**TO DO**
For the data below, restate word for word only the lines from the line containing "optional, skip_if)| StepDef" through the line containing "an existing step.", both ends included.

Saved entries

// bookstore/src/models/book.rs

use serde::Serialize;
use sqlx::FromRow;

#[derive(Debug, Clone, PartialEq, Eq, Serialize, FromRow)]
pub struct Book {
  pub id: i32,
  pub title: String,
  pub author: String,
  pub price_cents: i32,
  pub category_id: i32,
}
// shopflow/src/core/context.rs

//! The boxed handler type stored by a pipeline.

use crate::core::context_data::ContextData;
use crate::core::control::PipelineControl;
use std::future::Future;
use std::pin::Pin;

/// A step handler: takes a clone of the shared context handle and resolves
/// to a control signal or the pipeline's error type.
///
/// Handlers lock the context with `.read()` / `.write()` and must release
/// the guard before awaiting anything.
pub type Handler<TData, Err> = Box<
  dyn Fn(ContextData<TData>) -> Pin<Box<dyn Future<Output = Result<PipelineControl, Err>> + Send>>
    + Send
    + Sync,
>;
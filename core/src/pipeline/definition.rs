// shopflow/src/pipeline/definition.rs

//! The `Pipeline<TData, Err>` type and its step layout.

use crate::core::context::Handler;
use crate::core::step::{SkipCondition, StepDef};
use crate::error::FlowError;
use std::collections::HashMap;

/// An ordered set of named steps over a context `TData`, whose handlers
/// fail with `Err`.
///
/// `Err` must be `From<FlowError>` so engine-level failures (such as a
/// mandatory step without handlers) come back through the same channel as
/// handler errors.
pub struct Pipeline<TData, Err>
where
  TData: 'static + Send + Sync,
  Err: std::error::Error + From<FlowError> + Send + Sync + 'static,
{
  pub(crate) steps: Vec<StepDef<TData>>,
  pub(crate) before: HashMap<String, Vec<Handler<TData, Err>>>,
  pub(crate) on: HashMap<String, Vec<Handler<TData, Err>>>,
  pub(crate) after: HashMap<String, Vec<Handler<TData, Err>>>,
}

impl<TData, Err> Pipeline<TData, Err>
where
  TData: 'static + Send + Sync,
  Err: std::error::Error + From<FlowError> + Send + Sync + 'static,
{
  /// Builds a pipeline from `(name, optional, skip_if)` triples.
  pub fn new(step_defs: &[(&str, bool, Option<SkipCondition<TData>>)]) -> Self {
    let steps = step_defs
      .iter()
      .map(|(name, optional, skip_if)| StepDef {
        name: (*name).to_string(),
        optional: *optional,
        skip_if: skip_if.clone(),
      })
      .collect();

    Self {
      steps,
      before: HashMap::new(),
      on: HashMap::new(),
      after: HashMap::new(),
    }
  }

  /// Step names in execution order.
  pub fn step_names(&self) -> Vec<&str> {
    self.steps.iter().map(|s| s.name.as_str()).collect()
  }

  /// Panics on an unknown step name. Handler registration happens once at
  /// startup, so a typo here is a programming error rather than a runtime one.
  pub(crate) fn ensure_step_exists(&self, step_name: &str) {
    if !self.steps.iter().any(|s| s.name == step_name) {
      panic!("shopflow setup error: step '{}' is not part of this pipeline.", step_name);
    }
  }

  /// Replaces the skip condition of an existing step.
  pub fn set_skip_condition(&mut self, step_name: &str, skip_if: Option<SkipCondition<TData>>) -> Result<(), FlowError> {
    let step = self
      .steps
      .iter_mut()
      .find(|s| s.name == step_name)
      .ok_or_else(|| FlowError::StepNotFound {
        step_name: step_name.to_string(),
      })?;
    step.skip_if = skip_if;
    Ok(())
  }
}
use axum::{routing::get, Router};
use metrics::{describe_counter, gauge};
use metrics_exporter_prometheus::{PrometheusBuilder, PrometheusHandle};

use crate::rate_limit::RateLimits;

pub struct Metrics {
    pub handle: PrometheusHandle,
}

impl Metrics {
    /// Install the Prometheus recorder and publish the configured limits as gauges.
    pub fn init(limits: RateLimits) -> anyhow::Result<Self> {
        let handle = PrometheusBuilder::new().install_recorder()?;

        describe_counter!("advisor_admitted_total", "Generation calls admitted by the limiter.");
        describe_counter!("advisor_denied_total", "Generation calls denied locally, by window.");
        describe_counter!(
            "advisor_generation_failures_total",
            "Failed generation calls, by failure kind."
        );

        gauge!("advisor_limit_per_minute").set(limits.per_minute as f64);
        gauge!("advisor_limit_per_day").set(limits.per_day as f64);

        Ok(Self { handle })
    }

    /// Returns a router exposing `/metrics` with the Prometheus exposition format.
    pub fn router(&self) -> Router {
        let handle = self.handle.clone();
        Router::new().route(
            "/metrics",
            get(move || {
                let h = handle.clone();
                async move { h.render() }
            }),
        )
    }
}
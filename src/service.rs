//! # Advisory Service
//! The single, long-lived engine instance shared by every request handler.
//!
//! Built once at startup (table loaded, rules compiled, generator constructed)
//! and handed around as `Arc<AdvisoryService>`; there is no global state.

use std::sync::Arc;
use std::time::Duration;

use serde::Serialize;
use tracing::info;

use crate::config::EngineConfig;
use crate::error::{EngineError, EngineResult};
use crate::generate::{build_generator, DynGenerator};
use crate::grounding::ResponseGrounder;
use crate::ingest;
use crate::publication::{Publication, TopicCount};
use crate::rate_limit::{RateLimiter, RateUsage};
use crate::search::SearchIndex;
use crate::topics::TopicCategorizer;

/// Reply of [`AdvisoryService::answer`].
#[derive(Debug, Clone, Serialize)]
pub struct AdvisoryAnswer {
    pub response: String,
    pub results: Vec<Publication>,
}

pub struct AdvisoryService {
    index: SearchIndex,
    grounder: ResponseGrounder,
}

impl AdvisoryService {
    pub fn new(index: SearchIndex, grounder: ResponseGrounder) -> Self {
        Self { index, grounder }
    }

    /// Wire ingestion, categorizer, limiter and generator from configuration.
    pub fn from_config(cfg: &EngineConfig) -> Self {
        Self::from_config_with_generator(cfg, build_generator(&cfg.generation))
    }

    /// Same as [`Self::from_config`] with an explicit generation backend.
    pub fn from_config_with_generator(cfg: &EngineConfig, generator: DynGenerator) -> Self {
        let categorizer = TopicCategorizer::new(cfg.topics.clone());
        let table = ingest::load_table_or_empty(&cfg.data.publications_path, &categorizer);
        let projection = ingest::load_topic_projection(&cfg.data.topics_path);
        let index = SearchIndex::new(table).with_projection(projection);

        let limiter = Arc::new(RateLimiter::new(cfg.limits));
        let grounder = ResponseGrounder::new(generator, limiter)
            .with_timeout(Duration::from_secs(cfg.generation.timeout_secs));

        info!(
            target: "advisor",
            publications = index.len(),
            provider = grounder.provider_name(),
            per_minute = cfg.limits.per_minute,
            per_day = cfg.limits.per_day,
            "advisory service ready"
        );
        Self::new(index, grounder)
    }

    pub fn index(&self) -> &SearchIndex {
        &self.index
    }

    pub fn search(
        &self,
        query: &str,
        topic: Option<&str>,
        limit: usize,
    ) -> EngineResult<Vec<Publication>> {
        self.index.search(query, topic, limit)
    }

    pub fn topic_distribution(&self) -> Vec<TopicCount> {
        self.index.topic_distribution()
    }

    /// Search for `query`, then ground a generated answer on the hits.
    pub async fn answer(&self, query: &str, limit: usize) -> EngineResult<AdvisoryAnswer> {
        if query.trim().is_empty() {
            return Err(EngineError::InvalidRequest("a question is required".to_string()));
        }
        let results = self.index.search(query, None, limit)?;
        let response = self.grounder.answer(query, &results).await?;
        Ok(AdvisoryAnswer { response, results })
    }

    pub fn rate_usage(&self) -> RateUsage {
        self.grounder.limiter().usage(self.grounder.clock().now())
    }
}
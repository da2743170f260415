//! OpenAI provider (Chat Completions API).

use std::time::Duration;

use serde::{Deserialize, Serialize};

use super::{snippet, GenerationError, GenerationFuture, TextGenerator};

pub const DEFAULT_OPENAI_MODEL: &str = "gpt-4o-mini";

pub struct OpenAiProvider {
    http: reqwest::Client,
    api_key: String,
    model: String,
}

impl OpenAiProvider {
    /// `model_override`: pass Some("gpt-4o") to override; defaults to gpt-4o-mini.
    pub fn new(
        api_key: String,
        model_override: Option<&str>,
        timeout: Duration,
    ) -> Result<Self, GenerationError> {
        let http = reqwest::Client::builder()
            .user_agent("biocosmos/0.1")
            .connect_timeout(Duration::from_secs(4))
            .timeout(timeout)
            .build()
            .map_err(|e| GenerationError::Backend(format!("http client: {e}")))?;
        Ok(Self {
            http,
            api_key,
            model: model_override.unwrap_or(DEFAULT_OPENAI_MODEL).to_string(),
        })
    }
}

impl TextGenerator for OpenAiProvider {
    fn generate<'a>(&'a self, prompt: &'a str) -> GenerationFuture<'a> {
        Box::pin(async move {
            #[derive(Serialize)]
            struct Msg<'a> {
                role: &'a str,
                content: &'a str,
            }
            #[derive(Serialize)]
            struct Req<'a> {
                model: &'a str,
                messages: Vec<Msg<'a>>,
                temperature: f32,
            }
            #[derive(Deserialize)]
            struct Resp {
                choices: Vec<Choice>,
            }
            #[derive(Deserialize)]
            struct Choice {
                message: ChoiceMsg,
            }
            #[derive(Deserialize)]
            struct ChoiceMsg {
                content: Option<String>,
            }

            // The grounding prompt already carries the instructions.
            let req = Req {
                model: &self.model,
                messages: vec![Msg {
                    role: "user",
                    content: prompt,
                }],
                temperature: 0.3,
            };

            let resp = self
                .http
                .post("https://api.openai.com/v1/chat/completions")
                .bearer_auth(&self.api_key)
                .json(&req)
                .send()
                .await
                .map_err(|e| GenerationError::Backend(format!("request failed: {e}")))?;

            let status = resp.status();
            if !status.is_success() {
                let body = resp.text().await.unwrap_or_default();
                return Err(GenerationError::Backend(format!(
                    "HTTP {}: {}",
                    status.as_u16(),
                    snippet(&body, 200)
                )));
            }

            let body: Resp = resp
                .json()
                .await
                .map_err(|e| GenerationError::Backend(format!("invalid response body: {e}")))?;
            let content = body
                .choices
                .into_iter()
                .next()
                .and_then(|c| c.message.content)
                .unwrap_or_default();
            let content = content.trim();
            if content.is_empty() {
                Err(GenerationError::Backend("empty response from backend".to_string()))
            } else {
                Ok(content.to_string())
            }
        })
    }

    fn provider_name(&self) -> &'static str {
        "openai"
    }
}
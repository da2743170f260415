// src/config/ai.rs
use serde::{Deserialize, Serialize};
use std::env;

pub const ENV_GEMINI_API_KEY: &str = "GEMINI_API_KEY";
pub const ENV_OPENAI_API_KEY: &str = "OPENAI_API_KEY";

fn default_enabled() -> bool {
    true
}
fn default_provider() -> String {
    "gemini".to_string()
}
fn default_api_key() -> String {
    "ENV".to_string()
}
fn default_timeout_secs() -> u64 {
    30
}

#[derive(Debug, Clone, Serialize, Deserialize)]
pub struct GenerationConfig {
    #[serde(default = "default_enabled")]
    pub enabled: bool,
    /// "gemini" | "openai" (case-insensitive)
    #[serde(default = "default_provider")]
    pub provider: String,
    /// Provider default when absent (gemini-2.5-flash / gpt-4o-mini).
    #[serde(default)]
    pub model: Option<String>,
    /// "ENV" means: read from GEMINI_API_KEY / OPENAI_API_KEY (by provider)
    #[serde(default = "default_api_key")]
    pub api_key: String,
    /// Upper bound for one generation call.
    #[serde(default = "default_timeout_secs")]
    pub timeout_secs: u64,
}

impl Default for GenerationConfig {
    fn default() -> Self {
        Self {
            enabled: default_enabled(),
            provider: default_provider(),
            model: None,
            api_key: default_api_key(),
            timeout_secs: default_timeout_secs(),
        }
    }
}

impl GenerationConfig {
    /// Lowercase the provider and clamp a zero timeout back to the default.
    pub fn normalize(&mut self) {
        self.provider = self.provider.trim().to_lowercase();
        if self.timeout_secs == 0 {
            self.timeout_secs = default_timeout_secs();
        }
    }

    /// Resolve the key, reading the provider's env var when set to "ENV".
    /// Blank or missing keys resolve to `None`.
    pub fn resolve_api_key(&self) -> Option<String> {
        let raw = if self.api_key.trim().eq_ignore_ascii_case("env") {
            let var = match self.provider.as_str() {
                "openai" => ENV_OPENAI_API_KEY,
                _ => ENV_GEMINI_API_KEY,
            };
            env::var(var).ok()?
        } else {
            self.api_key.clone()
        };
        let key = raw.trim().to_string();
        (!key.is_empty()).then_some(key)
    }
}
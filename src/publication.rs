//! Publication records as served to the dashboard.

use serde::{Deserialize, Serialize};

/// Summaries are capped at this many characters before the ellipsis.
pub const SUMMARY_MAX_CHARS: usize = 300;

pub const UNTITLED: &str = "Untitled";
pub const NO_LINK: &str = "#";

/// One immutable row of the publication table.
#[derive(Debug, Clone, PartialEq, Eq, Serialize, Deserialize)]
pub struct Publication {
    pub id: u64,
    #[serde(rename = "Title")]
    pub title: String,
    #[serde(rename = "Link")]
    pub link: String,
    #[serde(rename = "Topic")]
    pub topic: String,
    #[serde(rename = "Summary")]
    pub summary: String,
}

/// Raw row from the tabular source. Any cell may be missing.
#[derive(Debug, Clone, Default, PartialEq, Eq, Deserialize)]
pub struct PublicationRow {
    #[serde(rename = "Title", default)]
    pub title: Option<String>,
    #[serde(rename = "Link", default)]
    pub link: Option<String>,
    #[serde(rename = "Topic", default)]
    pub topic: Option<String>,
    /// Record index in the source table (header excluded), set by the CSV
    /// reader so skipped records do not shift the ids of later rows.
    #[serde(skip)]
    pub position: Option<usize>,
}

#[derive(Debug, Clone, PartialEq, Eq, Serialize, Deserialize)]
pub struct TopicCount {
    pub name: String,
    pub count: usize,
}

impl TopicCount {
    pub fn new(name: impl Into<String>, count: usize) -> Self {
        Self {
            name: name.into(),
            count,
        }
    }
}

/// Templated stand-in for an abstract, truncated to [`SUMMARY_MAX_CHARS`].
pub fn synthesize_summary(title: &str, topic: &str) -> String {
    let summary = format!(
        "This NASA bioscience publication explores {}. Categorized under {}, this research provides valuable insights for space exploration and understanding biological processes in microgravity environments.",
        title.to_lowercase(),
        topic
    );
    truncate_summary(summary)
}

fn truncate_summary(summary: String) -> String {
    match summary.char_indices().nth(SUMMARY_MAX_CHARS) {
        Some((cut, _)) => format!("{}...", &summary[..cut]),
        None => summary,
    }
}
//! Text-generation capability: provider abstraction + concrete backends.
//!
//! The engine treats the backend as opaque: `generate(prompt) -> text`, fallible.
//! The client is built once at startup; an unconfigured backend is an explicit
//! [`DisabledGenerator`] rather than a lazily failing one.

pub mod gemini;
pub mod openai;

use std::future::Future;
use std::pin::Pin;
use std::sync::Arc;
use std::time::Duration;

use thiserror::Error;
use tracing::{info, warn};

use crate::config::GenerationConfig;

pub use gemini::GeminiProvider;
pub use openai::OpenAiProvider;

pub const ENV_AI_TEST_MODE: &str = "AI_TEST_MODE";

#[derive(Error, Debug, Clone, PartialEq, Eq)]
pub enum GenerationError {
    #[error("generation backend is not configured")]
    NotConfigured,
    /// Transport or remote error; the text is inspected for quota signals.
    #[error("{0}")]
    Backend(String),
}

pub type GenerationFuture<'a> =
    Pin<Box<dyn Future<Output = Result<String, GenerationError>> + Send + 'a>>;

/// Trait object used by the grounder (and tests).
pub trait TextGenerator: Send + Sync {
    fn generate<'a>(&'a self, prompt: &'a str) -> GenerationFuture<'a>;
    /// Provider name for diagnostics/logs.
    fn provider_name(&self) -> &'static str;
}

pub type DynGenerator = Arc<dyn TextGenerator>;

/// Factory: build a generator according to config and environment variables.
///
/// * If `AI_TEST_MODE=mock`, returns a deterministic mock.
/// * Else if disabled or no API key resolves, returns [`DisabledGenerator`].
/// * Else builds the configured provider.
pub fn build_generator(cfg: &GenerationConfig) -> DynGenerator {
    if std::env::var(ENV_AI_TEST_MODE)
        .map(|v| v == "mock")
        .unwrap_or(false)
    {
        info!(target: "generate", "AI_TEST_MODE=mock; using mock generator");
        return Arc::new(MockGenerator::new("Grounded answer (mock)"));
    }

    if !cfg.enabled {
        info!(target: "generate", "generation disabled in config");
        return Arc::new(DisabledGenerator);
    }

    let Some(api_key) = cfg.resolve_api_key() else {
        warn!(target: "generate", provider = %cfg.provider, "no API key; generation disabled");
        return Arc::new(DisabledGenerator);
    };

    let key_len = api_key.len();
    let timeout = Duration::from_secs(cfg.timeout_secs);
    let built: Result<DynGenerator, GenerationError> = match cfg.provider.as_str() {
        "gemini" => GeminiProvider::new(api_key, cfg.model.as_deref(), timeout)
            .map(|p| Arc::new(p) as DynGenerator),
        "openai" => OpenAiProvider::new(api_key, cfg.model.as_deref(), timeout)
            .map(|p| Arc::new(p) as DynGenerator),
        other => {
            warn!(target: "generate", provider = other, "unsupported provider; generation disabled");
            return Arc::new(DisabledGenerator);
        }
    };

    match built {
        Ok(g) => {
            // Safe diagnostics: provider + key length only.
            info!(target: "generate", provider = g.provider_name(), key_len, "generator ready");
            g
        }
        Err(e) => {
            warn!(target: "generate", error = %e, "generator construction failed; generation disabled");
            Arc::new(DisabledGenerator)
        }
    }
}

/// Keep at most `max` characters of a backend error body.
pub(crate) fn snippet(body: &str, max: usize) -> String {
    let one_line = body.split_whitespace().collect::<Vec<_>>().join(" ");
    match one_line.char_indices().nth(max) {
        Some((cut, _)) => one_line[..cut].to_string(),
        None => one_line,
    }
}

/// Always `NotConfigured`; used when no backend is available.
pub struct DisabledGenerator;

impl TextGenerator for DisabledGenerator {
    fn generate<'a>(&'a self, _prompt: &'a str) -> GenerationFuture<'a> {
        Box::pin(async { Err(GenerationError::NotConfigured) })
    }
    fn provider_name(&self) -> &'static str {
        "disabled"
    }
}

/// Fixed-reply generator for tests/local runs.
#[derive(Clone)]
pub struct MockGenerator {
    pub reply: String,
}

impl MockGenerator {
    pub fn new(reply: impl Into<String>) -> Self {
        Self {
            reply: reply.into(),
        }
    }
}

impl TextGenerator for MockGenerator {
    fn generate<'a>(&'a self, _prompt: &'a str) -> GenerationFuture<'a> {
        let out = self.reply.clone();
        Box::pin(async move { Ok(out) })
    }
    fn provider_name(&self) -> &'static str {
        "mock"
    }
}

**SOLVED EXERCISE**
      .map(|(name, optional, skip_if)| StepDef {
        name: (*name).to_string(),
        optional: *optional,
        skip_if: skip_if.clone(),
      })
      .collect();

    Self {
      steps,
      before: HashMap::new(),
      on: HashMap::new(),
      after: HashMap::new(),
    }
  }

  /// Step names in execution order.
  pub fn step_names(&self) -> Vec<&str> {
    self.steps.iter().map(|s| s.name.as_str()).collect()
  }

  /// Panics on an unknown step name. Handler registration happens once at
  /// startup, so a typo here is a programming error rather than a runtime one.
  pub(crate) fn ensure_step_exists(&self, step_name: &str) {
    if !self.steps.iter().any(|s| s.name == step_name) {
      panic!("shopflow setup error: step '{}' is not part of this pipeline.", step_name);
    }
  }

  /// Replaces the skip condition of an existing step.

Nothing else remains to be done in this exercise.